● WORK ORDER:
Retype the listing that follows, exactly as written.

● DATA RECORDS:
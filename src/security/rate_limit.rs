//! Partitioned fixed-window admission control.
//!
//! Every request is counted against a partition: the authenticated caller's
//! name when a verified token is present, otherwise the `Host` header.
//! Each partition owns one `{count, window_start}` pair. When the window
//! elapses the pair is reset, so a burst straddling a boundary may see up to
//! twice the permit limit admitted.

use std::sync::{Arc, Mutex};
use std::time::{Duration, Instant};

use axum::{
    body::Body,
    extract::State,
    http::{header, Request},
    middleware::Next,
    response::{IntoResponse, Response},
};
use dashmap::DashMap;

use crate::auth::CallerIdentity;
use crate::config::RateLimitConfig;
use crate::http::response::RateLimitRejection;
use crate::observability::metrics;

/// Limiter parameters, normalized from [`RateLimitConfig`].
#[derive(Debug, Clone)]
pub struct RateLimitSettings {
    pub permit_limit: u32,
    pub window: Duration,
    /// Lower-cased documentation prefixes.
    pub exempt_prefixes: Vec<String>,
    pub idle_windows: u32,
}

impl From<&RateLimitConfig> for RateLimitSettings {
    fn from(config: &RateLimitConfig) -> Self {
        Self::new(
            config.permit_limit,
            Duration::from_millis(config.window_ms),
            config.exempt_prefixes.iter().map(String::as_str),
        )
        .with_idle_windows(config.idle_windows)
    }
}

impl RateLimitSettings {
    pub fn new<'a>(
        permit_limit: u32,
        window: Duration,
        exempt_prefixes: impl IntoIterator<Item = &'a str>,
    ) -> Self {
        Self {
            permit_limit,
            window,
            exempt_prefixes: exempt_prefixes
                .into_iter()
                .map(str::to_lowercase)
                .collect(),
            idle_windows: 10,
        }
    }

    pub fn with_idle_windows(mut self, idle_windows: u32) -> Self {
        self.idle_windows = idle_windows.max(1);
        self
    }
}

struct WindowState {
    count: u32,
    window_start: Instant,
}

/// Read-only copy of a partition's window.
#[derive(Debug, Clone, Copy, PartialEq, Eq)]
pub struct WindowSnapshot {
    pub count: u32,
    pub window_start: Instant,
}

/// Outcome of an admission check.
#[derive(Debug, Clone, Copy, PartialEq, Eq)]
pub enum Admission {
    /// Documentation path; no quota consumed.
    Exempt,
    /// Within quota. `remaining` permits are left in the current window.
    Admitted { remaining: u32 },
    /// Quota exhausted. `retry_after` is `None` when the window is already
    /// at its boundary and no precise hint can be given.
    Rejected { retry_after: Option<Duration> },
}

impl Admission {
    pub fn is_admitted(&self) -> bool {
        !matches!(self, Admission::Rejected { .. })
    }
}

/// Fixed-window rate limiter keyed by partition.
pub struct FixedWindowLimiter {
    windows: DashMap<String, WindowState>,
    settings: RateLimitSettings,
    last_sweep: Mutex<Instant>,
}

impl FixedWindowLimiter {
    pub fn new(settings: RateLimitSettings) -> Self {
        Self {
            windows: DashMap::new(),
            settings,
            last_sweep: Mutex::new(Instant::now()),
        }
    }

    pub fn settings(&self) -> &RateLimitSettings {
        &self.settings
    }

    /// True when `path` falls under a documentation prefix.
    pub fn is_exempt(&self, path: &str) -> bool {
        let path = path.to_lowercase();
        self.settings
            .exempt_prefixes
            .iter()
            .any(|prefix| path.starts_with(prefix.as_str()))
    }

    /// Check a request against its partition using the current time.
    pub fn check(&self, path: &str, key: &str) -> Admission {
        self.check_at(path, key, Instant::now())
    }

    /// Check a request against its partition at `now`.
    pub fn check_at(&self, path: &str, key: &str, now: Instant) -> Admission {
        if self.is_exempt(path) {
            return Admission::Exempt;
        }

        let limit = self.settings.permit_limit;
        let window = self.settings.window;

        // The entry guard holds the shard write lock, so the rollover,
        // comparison and increment below are one atomic step per key.
        let admission = {
            let mut state = self
                .windows
                .entry(key.to_string())
                .or_insert_with(|| WindowState {
                    count: 0,
                    window_start: now,
                });

            if now.saturating_duration_since(state.window_start) >= window {
                state.count = 0;
                state.window_start = now;
            }

            if state.count < limit {
                state.count += 1;
                Admission::Admitted {
                    remaining: limit - state.count,
                }
            } else {
                let retry_after = state
                    .window_start
                    .checked_add(window)
                    .map(|reset_at| reset_at.saturating_duration_since(now))
                    .filter(|wait| !wait.is_zero());
                Admission::Rejected { retry_after }
            }
        };

        self.maybe_evict(now);
        admission
    }

    /// Current window for `key`, if the partition exists.
    pub fn window_state(&self, key: &str) -> Option<WindowSnapshot> {
        self.windows.get(key).map(|state| WindowSnapshot {
            count: state.count,
            window_start: state.window_start,
        })
    }

    /// Number of tracked partitions.
    pub fn partitions(&self) -> usize {
        self.windows.len()
    }

    fn idle_after(&self) -> Duration {
        self.settings.window.saturating_mul(self.settings.idle_windows)
    }

    /// Drop partitions whose window started more than `idle_windows`
    /// windows before `now`. Returns how many were removed.
    pub fn evict_idle_at(&self, now: Instant) -> usize {
        let idle_after = self.idle_after();
        let mut removed = 0;
        self.windows.retain(|_, state| {
            let keep = now.saturating_duration_since(state.window_start) < idle_after;
            if !keep {
                removed += 1;
            }
            keep
        });
        removed
    }

    /// Sweep at most once per idle period, and only from one caller at a time.
    fn maybe_evict(&self, now: Instant) {
        let Ok(mut last_sweep) = self.last_sweep.try_lock() else {
            return;
        };
        if now.saturating_duration_since(*last_sweep) < self.idle_after() {
            return;
        }
        *last_sweep = now;

        let removed = self.evict_idle_at(now);
        if removed > 0 {
            tracing::debug!(
                removed,
                remaining = self.windows.len(),
                "Evicted idle rate limit partitions"
            );
        }
    }
}

/// Partition key for a request: caller name if authenticated, else `Host`.
pub fn partition_key(request: &Request<Body>) -> String {
    match request.extensions().get::<CallerIdentity>() {
        Some(identity) => identity.name.clone(),
        None => request_host(request),
    }
}

fn request_host(request: &Request<Body>) -> String {
    request
        .headers()
        .get(header::HOST)
        .and_then(|h| h.to_str().ok())
        .map(str::to_string)
        .or_else(|| request.uri().authority().map(|a| a.to_string()))
        .unwrap_or_default()
}

/// Admission middleware; must sit in front of every handler.
pub async fn admission_middleware(
    State(limiter): State<Arc<FixedWindowLimiter>>,
    request: Request<Body>,
    next: Next,
) -> Response {
    let key = partition_key(&request);

    match limiter.check(request.uri().path(), &key) {
        Admission::Rejected { retry_after } => {
            let user = request
                .extensions()
                .get::<CallerIdentity>()
                .map(|identity| identity.name.as_str())
                .unwrap_or("anonymous");
            tracing::warn!(
                user = %user,
                host = %request_host(&request),
                retry_after_ms = retry_after.map(|d| d.as_millis() as u64),
                "Rate limit exceeded"
            );
            metrics::record_rate_limited();
            RateLimitRejection::new(retry_after).into_response()
        }
        Admission::Exempt | Admission::Admitted { .. } => next.run(request).await,
    }
}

● SOLUTION TO THE EXERCISE:
filename src/security/rate_limit.rs
//! Partitioned fixed-window admission control.
//!
//! Every request is counted against a partition: the authenticated caller's
//! name when a verified token is present, otherwise the `Host` header.
//! Each partition owns one `{count, window_start}` pair. When the window
//! elapses the pair is reset, so a burst straddling a boundary may see up to
//! twice the permit limit admitted.

use std::sync::{Arc, Mutex};
use std::time::{Duration, Instant};

use axum::{
    body::Body,
    extract::State,
    http::{header, Request},
    middleware::Next,
    response::{IntoResponse, Response},
};
use dashmap::DashMap;

use crate::auth::CallerIdentity;
use crate::config::RateLimitConfig;
use crate::http::response::RateLimitRejection;
use crate::observability::metrics;

/// Limiter parameters, normalized from [`RateLimitConfig`].
#[derive(Debug, Clone)]
pub struct RateLimitSettings {
    pub permit_limit: u32,
    pub window: Duration,
    /// Lower-cased documentation prefixes.
    pub exempt_prefixes: Vec<String>,
    pub idle_windows: u32,
}

impl From<&RateLimitConfig> for RateLimitSettings {
    fn from(config: &RateLimitConfig) -> Self {
        Self::new(
            config.permit_limit,
            Duration::from_millis(config.window_ms),
            config.exempt_prefixes.iter().map(String::as_str),
        )
        .with_idle_windows(config.idle_windows)
    }
}

impl RateLimitSettings {
    pub fn new<'a>(
        permit_limit: u32,
        window: Duration,
        exempt_prefixes: impl IntoIterator<Item = &'a str>,
    ) -> Self {
        Self {
            permit_limit,
            window,
            exempt_prefixes: exempt_prefixes
                .into_iter()
                .map(str::to_lowercase)
                .collect(),
            idle_windows: 10,
        }
    }

    pub fn with_idle_windows(mut self, idle_windows: u32) -> Self {
        self.idle_windows = idle_windows.max(1);
        self
    }
}

struct WindowState {
    count: u32,
    window_start: Instant,
}

/// Read-only copy of a partition's window.
#[derive(Debug, Clone, Copy, PartialEq, Eq)]
pub struct WindowSnapshot {
    pub count: u32,
    pub window_start: Instant,
}

/// Outcome of an admission check.
#[derive(Debug, Clone, Copy, PartialEq, Eq)]
pub enum Admission {
    /// Documentation path; no quota consumed.
    Exempt,
    /// Within quota. `remaining` permits are left in the current window.
    Admitted { remaining: u32 },
    /// Quota exhausted. `retry_after` is `None` when the window is already
    /// at its boundary and no precise hint can be given.
    Rejected { retry_after: Option<Duration> },
}

impl Admission {
    pub fn is_admitted(&self) -> bool {
        !matches!(self, Admission::Rejected { .. })
    }
}

/// Fixed-window rate limiter keyed by partition.
pub struct FixedWindowLimiter {
    windows: DashMap<String, WindowState>,
    settings: RateLimitSettings,
    last_sweep: Mutex<Instant>,
}

impl FixedWindowLimiter {
    pub fn new(settings: RateLimitSettings) -> Self {
        Self {
            windows: DashMap::new(),
            settings,
            last_sweep: Mutex::new(Instant::now()),
        }
    }

    pub fn settings(&self) -> &RateLimitSettings {
        &self.settings
    }

    /// True when `path` falls under a documentation prefix.
    pub fn is_exempt(&self, path: &str) -> bool {
        let path = path.to_lowercase();
        self.settings
            .exempt_prefixes
            .iter()
            .any(|prefix| path.starts_with(prefix.as_str()))
    }

    /// Check a request against its partition using the current time.
    pub fn check(&self, path: &str, key: &str) -> Admission {
        self.check_at(path, key, Instant::now())
    }

    /// Check a request against its partition at `now`.
    pub fn check_at(&self, path: &str, key: &str, now: Instant) -> Admission {
        if self.is_exempt(path) {
            return Admission::Exempt;
        }

        let limit = self.settings.permit_limit;
        let window = self.settings.window;

        // The entry guard holds the shard write lock, so the rollover,
        // comparison and increment below are one atomic step per key.
        let admission = {
            let mut state = self
                .windows
                .entry(key.to_string())
                .or_insert_with(|| WindowState {
                    count: 0,
                    window_start: now,
                });

            if now.saturating_duration_since(state.window_start) >= window {
                state.count = 0;
                state.window_start = now;
            }

            if state.count < limit {
                state.count += 1;
                Admission::Admitted {
                    remaining: limit - state.count,
                }
            } else {
                let retry_after = state
                    .window_start
                    .checked_add(window)
                    .map(|reset_at| reset_at.saturating_duration_since(now))
                    .filter(|wait| !wait.is_zero());
                Admission::Rejected { retry_after }
            }
        };

        self.maybe_evict(now);
        admission
    }

    /// Current window for `key`, if the partition exists.
    pub fn window_state(&self, key: &str) -> Option<WindowSnapshot> {
        self.windows.get(key).map(|state| WindowSnapshot {
            count: state.count,
            window_start: state.window_start,
        })
    }

    /// Number of tracked partitions.
    pub fn partitions(&self) -> usize {
        self.windows.len()
    }

    fn idle_after(&self) -> Duration {
        self.settings.window.saturating_mul(self.settings.idle_windows)
    }

    /// Drop partitions whose window started more than `idle_windows`
    /// windows before `now`. Returns how many were removed.
    pub fn evict_idle_at(&self, now: Instant) -> usize {
        let idle_after = self.idle_after();
        let mut removed = 0;
        self.windows.retain(|_, state| {
            let keep = now.saturating_duration_since(state.window_start) < idle_after;
            if !keep {
                removed += 1;
            }
            keep
        });
        removed
    }

    /// Sweep at most once per idle period, and only from one caller at a time.
    fn maybe_evict(&self, now: Instant) {
        let Ok(mut last_sweep) = self.last_sweep.try_lock() else {
            return;
        };
        if now.saturating_duration_since(*last_sweep) < self.idle_after() {
            return;
        }
        *last_sweep = now;

        let removed = self.evict_idle_at(now);
        if removed > 0 {
            tracing::debug!(
                removed,
                remaining = self.windows.len(),
                "Evicted idle rate limit partitions"
            );
        }
    }
}

/// Partition key for a request: caller name if authenticated, else `Host`.
pub fn partition_key(request: &Request<Body>) -> String {
    match request.extensions().get::<CallerIdentity>() {
        Some(identity) => identity.name.clone(),
        None => request_host(request),
    }
}

fn request_host(request: &Request<Body>) -> String {
    request
        .headers()
        .get(header::HOST)
        .and_then(|h| h.to_str().ok())
        .map(str::to_string)
        .or_else(|| request.uri().authority().map(|a| a.to_string()))
        .unwrap_or_default()
}

/// Admission middleware; must sit in front of every handler.
pub async fn admission_middleware(
    State(limiter): State<Arc<FixedWindowLimiter>>,
    request: Request<Body>,
    next: Next,
) -> Response {
    let key = partition_key(&request);

    match limiter.check(request.uri().path(), &key) {
        Admission::Rejected { retry_after } => {
            let user = request
                .extensions()
                .get::<CallerIdentity>()
                .map(|identity| identity.name.as_str())
                .unwrap_or("anonymous");
            tracing::warn!(
                user = %user,
                host = %request_host(&request),
                retry_after_ms = retry_after.map(|d| d.as_millis() as u64),
                "Rate limit exceeded"
            );
            metrics::record_rate_limited();
            RateLimitRejection::new(retry_after).into_response()
        }
        Admission::Exempt | Admission::Admitted { .. } => next.run(request).await,
    }
}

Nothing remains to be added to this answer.